PCTLearn
by Ralf Eggeling, Ivo Grosse, and Mikko Koivisto.
Description
Parsimonious context trees, PCTs, provide a sparse parameterization of conditional probability distributions, but learning them from data is computationally hard due to the combinatorial explosion of the space of model structures as the number of predictor variables grows. Here, we propose new algorithmic ideas, which can ignificantly expedite the standard dynamic programming algorithm. Specifically, we introduce a memoization technique, which exploits regularities within the predictor variables by equating different contexts associated with the same data subset, and a bound-and-prune technique, which exploits regularities within the response variable by pruning parts of the search space based on score upper bounds. The software PCTLearn is a lightweight Java application that implements these ideas and can be used to learn a single PCT of user-specified maximal depth from data.
Download
The application is available as a single runnable .jar PCTLearn.
Input
The application requires as input a plain text file, which can consist of basic Latin characters a-z and A-Z (case sensitive) and Arabic numerical 0-9. The number of different characters in the input file determines the alphabet size for PCT optimization. Each line in the input file is chopped into overlapping k-mers, where k to the desired maximal PCT depth + 1. The PCT is learned on these resulting k-mers with the convention that the last symbol in each k-mer denotes the response variable.
Running PCTLearn
The application has one mandatory and various optional arguments.

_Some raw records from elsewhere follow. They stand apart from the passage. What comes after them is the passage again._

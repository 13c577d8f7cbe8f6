//! Embedding vectors and the storage codec.
//!
//! An enrolled identity is persisted as a single token holding up to
//! [`MAX_SAMPLES`] raw recognizer outputs. Matching never uses the raw samples
//! directly: [`aggregate`] collapses them into one unit-length mean.

use serde::{Deserialize, Serialize};

use crate::{Error, Result};

/// Raw samples kept per identity; extra captures are dropped by [`encode`].
pub const MAX_SAMPLES: usize = 3;

// ─── Embedding ───────────────────────────────────────────────────────────────

/// A fixed-length feature vector produced by the face recognizer.
///
/// Vectors from different model versions are not comparable; nothing here
/// detects that.
#[derive(Debug, Clone, PartialEq, Serialize, Deserialize)]
#[serde(transparent)]
pub struct Embedding {
  pub values: Vec<f32>,
}

impl Embedding {
  pub fn new(values: Vec<f32>) -> Self { Self { values } }

  pub fn len(&self) -> usize { self.values.len() }

  pub fn is_empty(&self) -> bool { self.values.is_empty() }

  /// Euclidean (L2) norm.
  pub fn magnitude(&self) -> f32 {
    self.values.iter().map(|x| x * x).sum::<f32>().sqrt()
  }

  /// Scale to unit length. A zero vector is returned unchanged.
  pub fn normalized(&self) -> Self {
    let norm = self.magnitude();
    if norm > 0.0 {
      Self::new(self.values.iter().map(|x| x / norm).collect())
    } else {
      self.clone()
    }
  }

  /// Cosine similarity in [-1, 1]. A zero-magnitude operand scores 0.0.
  pub fn similarity(&self, other: &Embedding) -> f32 {
    let mut dot = 0.0f32;
    let mut norm_a = 0.0f32;
    let mut norm_b = 0.0f32;

    for (a, b) in self.values.iter().zip(other.values.iter()) {
      dot += a * b;
      norm_a += a * a;
      norm_b += b * b;
    }

    let denom = norm_a.sqrt() * norm_b.sqrt();
    if denom > 0.0 { dot / denom } else { 0.0 }
  }
}

impl From<Vec<f32>> for Embedding {
  fn from(values: Vec<f32>) -> Self { Self::new(values) }
}

// ─── Codec ───────────────────────────────────────────────────────────────────

/// Every shape an identity token has been persisted in.
#[derive(Deserialize)]
#[serde(untagged)]
enum StoredSamples {
  /// `[[f32, ...], ...]`, as written by [`encode`].
  Nested(Vec<Vec<f32>>),
  /// `["[f32, ...]", ...]`, each sample itself JSON-encoded.
  Legacy(Vec<String>),
  /// `[f32, ...]`, a single bare sample.
  Flat(Vec<f32>),
}

/// Serialise 1–[`MAX_SAMPLES`] samples into one storage token.
///
/// Samples past the limit are dropped. All samples must share a dimension.
pub fn encode(samples: &[Embedding]) -> Result<String> {
  let kept = &samples[..samples.len().min(MAX_SAMPLES)];
  let Some(first) = kept.first() else {
    return Err(Error::InvalidInput("at least one face sample is required".into()));
  };
  if first.is_empty() {
    return Err(Error::InvalidInput("face sample is empty".into()));
  }
  if let Some(bad) = kept.iter().find(|s| s.len() != first.len()) {
    return Err(Error::InvalidInput(format!(
      "face samples differ in dimension ({} vs {})",
      first.len(),
      bad.len()
    )));
  }

  let nested: Vec<&[f32]> = kept.iter().map(|s| s.values.as_slice()).collect();
  Ok(serde_json::to_string(&nested)?)
}

/// Decode a token into its raw samples.
pub fn decode(token: &str) -> Result<Vec<Embedding>> {
  let stored: StoredSamples = serde_json::from_str(token)
    .map_err(|e| Error::CorruptEmbedding(e.to_string()))?;

  let samples: Vec<Embedding> = match stored {
    StoredSamples::Nested(rows) => rows.into_iter().map(Embedding::new).collect(),
    StoredSamples::Legacy(rows) => rows
      .iter()
      .map(|row| {
        serde_json::from_str::<Vec<f32>>(row)
          .map(Embedding::new)
          .map_err(|e| Error::CorruptEmbedding(format!("legacy sample: {e}")))
      })
      .collect::<Result<_>>()?,
    StoredSamples::Flat(values) => vec![Embedding::new(values)],
  };

  let Some(first) = samples.first() else {
    return Err(Error::CorruptEmbedding("token holds no samples".into()));
  };
  let dim = first.len();
  if dim == 0 {
    return Err(Error::CorruptEmbedding("sample has no values".into()));
  }
  if samples.iter().any(|s| s.len() != dim) {
    return Err(Error::CorruptEmbedding("samples differ in dimension".into()));
  }

  Ok(samples)
}

/// Number of raw samples held by a token.
pub fn sample_count(token: &str) -> Result<usize> { Ok(decode(token)?.len()) }

/// Collapse a token into the unit-length mean of its samples.
pub fn aggregate(token: &str) -> Result<Embedding> {
  let samples = decode(token)?;
  if samples.len() == 1 {
    return Ok(samples[0].normalized());
  }

  let dim = samples[0].len();
  let count = samples.len() as f64;
  let mut column = Vec::with_capacity(samples.len());
  let mut mean = Vec::with_capacity(dim);

  for i in 0..dim {
    column.clear();
    column.extend(samples.iter().map(|s| s.values[i]));
    // Summed in sorted order so the mean does not depend on sample order.
    column.sort_by(f32::total_cmp);
    let sum: f64 = column.iter().map(|&v| f64::from(v)).sum();
    mean.push((sum / count) as f32);
  }

  Ok(Embedding::new(mean).normalized())
}
//! Analysis and output configuration.
//!
//! This module defines the options that control which files and folders make
//! it into the report, how filesystem errors are treated while walking the
//! tree, and where the finished report goes.

/// Default minimum size (5 MiB) a file or folder must reach to be reported.
pub const DEFAULT_THRESHOLD: u64 = 5 * 1024 * 1024;

/// Default name of the exported report, written inside the analyzed folder.
pub const DEFAULT_EXPORT_FILE_NAME: &str = "folder_analysis.txt";

/// How filesystem errors encountered during the walk are handled.
#[derive(Clone, Copy, PartialEq, Eq, Debug, Default)]
pub enum ErrorPolicy {
    /// Skip unreadable entries and record a warning for each one
    #[default]
    Skip,

    /// Abort the whole analysis on the first error
    Abort,
}

impl ErrorPolicy {
    /// Build a policy from the `--strict` flag.
    #[must_use]
    pub const fn from_strict(strict: bool) -> Self {
        if strict { Self::Abort } else { Self::Skip }
    }

    /// Apply the policy to a failure described by `message`.
    ///
    /// With [`ErrorPolicy::Skip`] the message is appended to `warnings` and
    /// the walk continues. A message already in `warnings` is not added
    /// again: nested folders are measured once per ancestor, so the same
    /// unreadable entry is reported by every walk that reaches it.
    ///
    /// # Errors
    ///
    /// With [`ErrorPolicy::Abort`] the message is returned as an error.
    pub fn handle(self, message: String, warnings: &mut Vec<String>) -> anyhow::Result<()> {
        match self {
            Self::Skip => {
                if !warnings.contains(&message) {
                    warnings.push(message);
                }
                Ok(())
            }
            Self::Abort => Err(anyhow::anyhow!(message)),
        }
    }
}

/// Options controlling the analysis itself.
#[derive(Clone, Copy, Debug)]
pub struct AnalysisOptions {
    /// Minimum size in bytes for a file or folder to appear in the report
    pub threshold: u64,

    /// What to do when an entry cannot be read
    pub error_policy: ErrorPolicy,
}

impl Default for AnalysisOptions {
    fn default() -> Self {
        Self {
            threshold: DEFAULT_THRESHOLD,
            error_policy: ErrorPolicy::default(),
        }
    }
}

/// Options controlling what happens with the finished report.
#[derive(Clone, Debug)]
pub struct OutputOptions {
    /// Whether to write the report into the analyzed folder
    pub export: bool,

    /// File name of the exported report
    pub file_name: String,

    /// Whether to print the warnings collected while walking the tree
    pub verbose: bool,

    /// Emit a single JSON document instead of the text report
    pub json: bool,
}

impl Default for OutputOptions {
    fn default() -> Self {
        Self {
            export: true,
            file_name: DEFAULT_EXPORT_FILE_NAME.to_string(),
            verbose: false,
            json: false,
        }
    }
}

#[cfg(test)]
mod tests {
    use super::*;

    #[test]
    fn test_default_threshold_is_five_mebibytes() {
        assert_eq!(DEFAULT_THRESHOLD, 5_242_880);
        assert_eq!(AnalysisOptions::default().threshold, DEFAULT_THRESHOLD);
    }

    #[test]
    fn test_error_policy_from_strict() {
        assert_eq!(ErrorPolicy::from_strict(true), ErrorPolicy::Abort);
        assert_eq!(ErrorPolicy::from_strict(false), ErrorPolicy::Skip);
        assert_eq!(ErrorPolicy::default(), ErrorPolicy::Skip);
    }

    #[test]
    fn test_skip_policy_records_warning() {
        let mut warnings = Vec::new();

        ErrorPolicy::Skip
            .handle("cannot read /x".to_string(), &mut warnings)
            .unwrap();

        assert_eq!(warnings, vec!["cannot read /x".to_string()]);
    }

    #[test]
    fn test_skip_policy_records_each_failure_once() {
        let mut warnings = Vec::new();

        for _ in 0..4 {
            ErrorPolicy::Skip
                .handle("cannot read /x/locked".to_string(), &mut warnings)
                .unwrap();
        }
        ErrorPolicy::Skip
            .handle("cannot read /y".to_string(), &mut warnings)
            .unwrap();

        assert_eq!(
            warnings,
            vec!["cannot read /x/locked".to_string(), "cannot read /y".to_string()]
        );
    }

    #[test]
    fn test_abort_policy_returns_error() {
        let mut warnings = Vec::new();

        let err = ErrorPolicy::Abort
            .handle("cannot read /x".to_string(), &mut warnings)
            .unwrap_err();

        assert_eq!(err.to_string(), "cannot read /x");
        assert!(warnings.is_empty());
    }

    #[test]
    fn test_output_options_default() {
        let opts = OutputOptions::default();

        assert!(opts.export);
        assert!(!opts.verbose);
        assert!(!opts.json);
        assert_eq!(opts.file_name, "folder_analysis.txt");
    }
}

A shorter list of arguments can be provided, in which case all missing arguments are considered to assume default values. Run with
java -jar PCTLearn.jar inputFile maximalDepth scoringFunction memoization pruning fineBound memoLimit lookaheadDepth
where the arguments have the following semantics:
name | type | default | comment |
inputFile | String | -- | The location of a text file containing the input data. |
maximalDepth | Integer | 2 | The maximal depth of the learned PCT. |
scoringFunction | String | BIC | The used scoring function. Permitted values are "BIC" and "AIC". |
memoization | Boolean | TRUE | Enabling memoization. |
pruning | Boolean | TRUE | Enabling pruning. |
fineBound | Boolean | TRUE | Use fine upper bound instead of coarse. Is ignored if pruning is set to FALSE. |
memoLimit | Integer | 1 | Memoization limit that stops storing subtrees width given distance from the leaves. Is ignored if memoization is set to FALSE. |
lookaheadDepth | Integer | 1 | The used lookahead depth. Is ignored if pruning is set to FALSE. |
Output
The tool writes some statistics about the optimization, such optimal score, number of visited node, and required running time to stdout.
It addition it creates (i) a graphViz file of the learned PCT structure and (ii) a file with conditional probability parameters (MLE) for each leaf.